Meta reported $135bn in revenues last year, up 16 per cent from 2022.

Privately held ByteDance does not disclose its financial data. The company declined to comment on the financial figures.

The data came as TikTok’s future in the US was plunged into doubt this week after the US House of Representatives approved a bill to force TikTok to be sold to a non-Chinese company within six months or be banned from US app stores.

The legislation would still require approval by the Senate and President Joe Biden’s signature.

As potential acquirers circled, former Treasury secretary Steven Mnuchin said on Thursday he was putting together a consortium to make a bid for the platform, although he did not provide financing details.
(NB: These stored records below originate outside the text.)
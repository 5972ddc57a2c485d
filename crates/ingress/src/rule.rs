//! Tunnel ingress rules and the remote configuration document.
//!
//! These types mirror the Cloudflare Tunnel configuration API closely enough
//! to round-trip it: fields the engine does not interpret (per-rule `path`,
//! global `originRequest`, ...) are captured in `extra` maps and written back
//! unchanged on every publish.

use std::collections::HashSet;

use serde::{Deserialize, Deserializer, Serialize};
use serde_json::{Map, Value};

/// Service of the default catch-all rule.
pub const CATCH_ALL_SERVICE: &str = "http_status:404";

/// `originRequest` key marking the proxy type of an origin.
pub const PROXY_TYPE_KEY: &str = "proxyType";

/// `originRequest` value for SOCKS origins.
pub const PROXY_TYPE_SOCKS: &str = "socks";

/// One entry of the tunnel's ordered ingress rule list.
///
/// A rule without hostname is the catch-all. The remote API returns an empty
/// string for it in some responses; both forms deserialize to `None`.
#[derive(Debug, Clone, PartialEq, Serialize, Deserialize)]
pub struct IngressRule {
    /// Origin service (`http://host:port`, `http_status:404`, ...)
    pub service: String,
    /// Public hostname, absent for the catch-all rule
    #[serde(
        default,
        deserialize_with = "empty_as_none",
        skip_serializing_if = "Option::is_none"
    )]
    pub hostname: Option<String>,
    /// Per-rule origin options
    #[serde(
        rename = "originRequest",
        default,
        deserialize_with = "null_as_default",
        skip_serializing_if = "Map::is_empty"
    )]
    pub origin_request: Map<String, Value>,
    /// Fields not interpreted by the engine
    #[serde(flatten)]
    pub extra: Map<String, Value>,
}

impl IngressRule {
    /// Creates a hostname-bearing rule with no origin options.
    pub fn new(hostname: impl Into<String>, service: impl Into<String>) -> Self {
        Self {
            service: service.into(),
            hostname: Some(hostname.into()),
            origin_request: Map::new(),
            extra: Map::new(),
        }
    }

    /// Creates a catch-all rule for the given service.
    pub fn catch_all(service: impl Into<String>) -> Self {
        Self {
            service: service.into(),
            hostname: None,
            origin_request: Map::new(),
            extra: Map::new(),
        }
    }

    /// The catch-all synthesized when the remote list has none.
    pub fn default_catch_all() -> Self {
        Self::catch_all(CATCH_ALL_SERVICE)
    }

    pub fn is_catch_all(&self) -> bool {
        self.hostname.is_none()
    }

    /// Returns `true` if this rule serves `hostname` (DNS names compare case-insensitively).
    pub fn serves(&self, hostname: &str) -> bool {
        self.hostname
            .as_deref()
            .is_some_and(|h| h.eq_ignore_ascii_case(hostname))
    }
}

/// `warp-routing` section, copied through unchanged.
#[derive(Debug, Clone, Default, PartialEq, Serialize, Deserialize)]
pub struct WarpRouting {
    #[serde(default)]
    pub enabled: bool,
    #[serde(flatten)]
    pub extra: Map<String, Value>,
}

/// The remote tunnel configuration: ordered ingress rules plus opaque settings.
///
/// `version` is the remote version observed when the document was fetched.
/// It is never serialized into a publish request.
#[derive(Debug, Clone, Default, PartialEq, Serialize, Deserialize)]
pub struct TunnelConfiguration {
    #[serde(default, deserialize_with = "null_as_default")]
    pub ingress: Vec<IngressRule>,
    #[serde(rename = "warp-routing", default, deserialize_with = "null_as_default")]
    pub warp_routing: WarpRouting,
    #[serde(skip)]
    pub version: Option<u64>,
    #[serde(flatten)]
    pub extra: Map<String, Value>,
}

impl TunnelConfiguration {
    /// Returns a copy carrying `ingress` in place of the current rule list.
    ///
    /// Everything else (warp routing, unknown settings, version) is preserved.
    pub fn with_ingress(&self, ingress: Vec<IngressRule>) -> Self {
        Self {
            ingress,
            warp_routing: self.warp_routing.clone(),
            version: self.version,
            extra: self.extra.clone(),
        }
    }
}

/// Envelope of `GET .../configurations`.
#[derive(Debug, Clone, Deserialize)]
pub(crate) struct TunnelConfigResponse {
    #[serde(default)]
    pub success: bool,
    #[serde(default)]
    pub errors: Vec<Value>,
    #[serde(default)]
    pub result: Option<TunnelConfigResult>,
}

#[derive(Debug, Clone, Deserialize)]
pub(crate) struct TunnelConfigResult {
    #[serde(default)]
    pub version: Option<u64>,
    #[serde(default)]
    pub config: Option<TunnelConfiguration>,
}

impl TunnelConfigResponse {
    /// Unwraps the configuration, treating a `null` config as an empty one.
    pub(crate) fn into_configuration(self) -> TunnelConfiguration {
        match self.result {
            Some(result) => {
                let mut config = result.config.unwrap_or_default();
                config.version = result.version;
                config
            }
            None => TunnelConfiguration::default(),
        }
    }
}

/// Body of `PUT .../configurations`.
#[derive(Debug, Serialize)]
pub(crate) struct PublishRequest<'a> {
    pub config: &'a TunnelConfiguration,
}

/// Checks the list invariants: at most one catch-all, placed last, and no
/// duplicate hostnames.
pub fn satisfies_invariants(rules: &[IngressRule]) -> bool {
    let catch_alls = rules.iter().filter(|r| r.is_catch_all()).count();
    if catch_alls > 1 {
        return false;
    }
    if catch_alls == 1 && !rules.last().is_some_and(IngressRule::is_catch_all) {
        return false;
    }
    let mut seen = HashSet::new();
    rules
        .iter()
        .filter_map(|r| r.hostname.as_deref())
        .all(|h| seen.insert(h.to_ascii_lowercase()))
}

fn empty_as_none<'de, D>(deserializer: D) -> Result<Option<String>, D::Error>
where
    D: Deserializer<'de>,
{
    let value = Option::<String>::deserialize(deserializer)?;
    Ok(value.filter(|s| !s.is_empty()))
}

fn null_as_default<'de, D, T>(deserializer: D) -> Result<T, D::Error>
where
    D: Deserializer<'de>,
    T: Default + Deserialize<'de>,
{
    Ok(Option::<T>::deserialize(deserializer)?.unwrap_or_default())
}
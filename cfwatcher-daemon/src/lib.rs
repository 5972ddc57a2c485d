//! cf-watcher daemon library.
//!
//! This library exposes internal modules for integration testing.
//! In production, `cf-watcher` is used as a binary (main.rs).

pub mod app;
pub mod cli;
pub mod logging;
pub mod metrics_server;
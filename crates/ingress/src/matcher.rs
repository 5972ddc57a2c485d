//! Comparison of a routing intent against the current remote rule list.
//!
//! The public hostname is the match key. The catch-all rule is split off so
//! the composer can put it back at the end of the list.

use tracing::warn;

use crate::composer::compose;
use crate::labels::{ProxyMode, RoutingIntent};
use crate::rule::IngressRule;

/// Result of matching an intent against the remote rules.
#[derive(Debug, Clone, PartialEq)]
pub enum MatchResult {
    /// A rule for the hostname already exists; nothing to publish.
    AlreadyRouted {
        hostname: String,
    },
    /// The hostname is not routed yet.
    NeedsRoute(PendingRoute),
}

/// Everything needed to compose the new rule list.
#[derive(Debug, Clone, PartialEq)]
pub struct PendingRoute {
    pub hostname: String,
    pub service_url: String,
    pub proxy_mode: ProxyMode,
    /// Canonical catch-all, synthesized when the remote list had none
    pub catch_all: IngressRule,
    /// Hostname-bearing rules in their original order
    pub remaining: Vec<IngressRule>,
}

impl PendingRoute {
    /// Builds the rule list to publish.
    pub fn compose(self) -> Vec<IngressRule> {
        compose(
            self.remaining,
            self.hostname,
            self.service_url,
            self.proxy_mode,
            self.catch_all,
        )
    }
}

/// Matches `intent` against `current`.
///
/// The first catch-all in `current` is canonical. Any later catch-all is
/// dropped and a warning reports how many were discarded.
pub fn match_rules(current: &[IngressRule], intent: &RoutingIntent) -> MatchResult {
    let hostname = intent.hostname();

    let mut catch_all = None;
    let mut dropped = 0usize;
    let mut remaining = Vec::with_capacity(current.len());
    for rule in current {
        if rule.is_catch_all() {
            if catch_all.is_none() {
                catch_all = Some(rule.clone());
            } else {
                dropped += 1;
            }
        } else {
            remaining.push(rule.clone());
        }
    }
    if dropped > 0 {
        warn!(dropped, "remote rule list has multiple catch-all rules, keeping the first");
    }

    if remaining.iter().any(|rule| rule.serves(&hostname)) {
        return MatchResult::AlreadyRouted { hostname };
    }

    MatchResult::NeedsRoute(PendingRoute {
        service_url: intent.service_url(),
        hostname,
        proxy_mode: intent.proxy_mode,
        catch_all: catch_all.unwrap_or_else(IngressRule::default_catch_all),
        remaining,
    })
}
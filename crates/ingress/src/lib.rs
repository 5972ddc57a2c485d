#![doc = include_str!("../README.md")]
//!
//! # Module Structure
//!
//! - [`error`]: Domain error type (`IngressError`)
//! - [`event`]: Container lifecycle events (`LifecycleEvent`, `EventKind`)
//! - [`docker`]: Docker API abstraction (`DockerClient` trait, `BollardDockerClient`)
//! - [`network`]: Tunnel network discovery (`NetworkResolver`, `DockerNetworkResolver`)
//! - [`labels`]: Label parsing (`RoutingIntent`, `parse_labels`)
//! - [`rule`]: Remote configuration model (`IngressRule`, `TunnelConfiguration`)
//! - [`matcher`]: Intent vs. remote rules (`match_rules`, `MatchResult`)
//! - [`composer`]: New rule list construction (`compose`)
//! - [`cloudflare`]: Tunnel API (`TunnelApi` trait, `CloudflareClient`)
//! - [`reconciler`]: Per-event driver (`Reconciler`, `Outcome`)
//! - [`watcher`]: Event loop (`Watcher`)
//!
//! # Architecture
//!
//! ```text
//! Docker events --stream--> Watcher
//!                             |
//!                        Reconciler.reconcile()
//!                             |
//!              inspect -> parse_labels -> fetch_config
//!                             |
//!                 match_rules -> compose -> publish_config
//! ```

pub mod cloudflare;
pub mod composer;
pub mod docker;
pub mod error;
pub mod event;
pub mod labels;
pub mod matcher;
pub mod network;
pub mod reconciler;
pub mod rule;
pub mod watcher;

// --- Public API Re-exports ---

// Driver and loop
pub use reconciler::{Operation, Outcome, Reconciler, ReconcilerConfig, SkipReason};
pub use watcher::Watcher;

// Error
pub use error::IngressError;

// Events
pub use event::{EventKind, LifecycleEvent};

// Docker API
pub use docker::{BollardDockerClient, ContainerDetails, ContainerSummary, DockerClient};
pub use network::{DockerNetworkResolver, NetworkResolver};

// Labels and rules
pub use composer::compose;
pub use labels::{ProxyMode, RoutingIntent, parse_labels};
pub use matcher::{MatchResult, PendingRoute, match_rules};
pub use rule::{IngressRule, TunnelConfiguration, WarpRouting};

// Cloudflare API
pub use cloudflare::{CloudflareClient, TunnelApi};
use anyhow::Result;
use clap::Parser;

use cfwatcher_daemon::cli::DaemonCli;
use cfwatcher_daemon::{app, logging};

#[tokio::main]
async fn main() -> Result<()> {
    let cli = DaemonCli::parse();
    let config = app::load_config(&cli).await?;

    if cli.validate {
        println!("configuration is valid");
        return Ok(());
    }

    logging::init_tracing(&config.general)?;
    tracing::info!(version = env!("CARGO_PKG_VERSION"), "cf-watcher starting");
    if !cli.config.exists() {
        tracing::warn!(
            path = %cli.config.display(),
            "config file not found, using defaults and environment"
        );
    }

    app::run(&config, cli.container.as_deref()).await?;

    tracing::info!("cf-watcher shut down");
    Ok(())
}
//! Builds the rule list to publish.

use serde_json::{Map, Value};

use crate::labels::ProxyMode;
use crate::rule::{IngressRule, PROXY_TYPE_KEY, PROXY_TYPE_SOCKS};

/// Returns `remaining ++ [new rule] ++ [catch_all]`.
///
/// `remaining` keeps its order exactly; the catch-all always ends the list.
pub fn compose(
    remaining: Vec<IngressRule>,
    hostname: String,
    service_url: String,
    proxy_mode: ProxyMode,
    catch_all: IngressRule,
) -> Vec<IngressRule> {
    let mut rule = IngressRule::new(hostname, service_url);
    rule.origin_request = origin_request(proxy_mode);

    let mut rules = remaining;
    rules.reserve(2);
    rules.push(rule);
    rules.push(catch_all);
    rules
}

fn origin_request(proxy_mode: ProxyMode) -> Map<String, Value> {
    let mut options = Map::new();
    if proxy_mode == ProxyMode::Socks5 {
        options.insert(
            PROXY_TYPE_KEY.to_owned(),
            Value::String(PROXY_TYPE_SOCKS.to_owned()),
        );
    }
    options
}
Any deal faces a steep price tag — applying a similar trailing revenue multiple to Meta could value TikTok US at up to $150bn — and the need for Beijing’s sign-off.

Though TikTok remains unprofitable because of its heavy investment in global expansion, ByteDance as a whole recorded $28bn in net profit for 2023, the people with knowledge of its finances said.

Most of the group’s business comes from China, where ByteDance runs TikTok sister app Douyin and a growing in-app ecommerce business.

Losing the US market could have broader consequences for TikTok globally, with the eventual withdrawal of American influencers and celebrities curbing the app’s appeal.

China has said it “firmly opposes” any forced sale of TikTok, and in 2020 rolled out new export controls designed to give Beijing the power to sign off on any sale or divestiture. Foreign ministry spokesperson Wang Wenbin said on Thursday that the US had shown a “robber’s logic” towards the app.

TikTok chief Shou Zi Chew also told the app’s users that, if passed, the legislation “will lead to a ban of TikTok in the United States”. The company has organised users to bombard their local US congressional representatives with phone calls protesting against the bill. 

Geopolitical tensions and dim prospects for an initial public offering have weighed on ByteDance. Blocks of the company’s shares were trading on the secondary market at just over a $200bn valuation last year, investors said. In December, the company bought back up to $5bn worth of shares at a $268bn valuation, the people said. 

The company’s major backers include billionaire Jeff Yass’s Susquehanna International Group, Sequoia Capital and its Chinese split-off HongShan as well as Yuri Milner’s DST Global and SoftBank.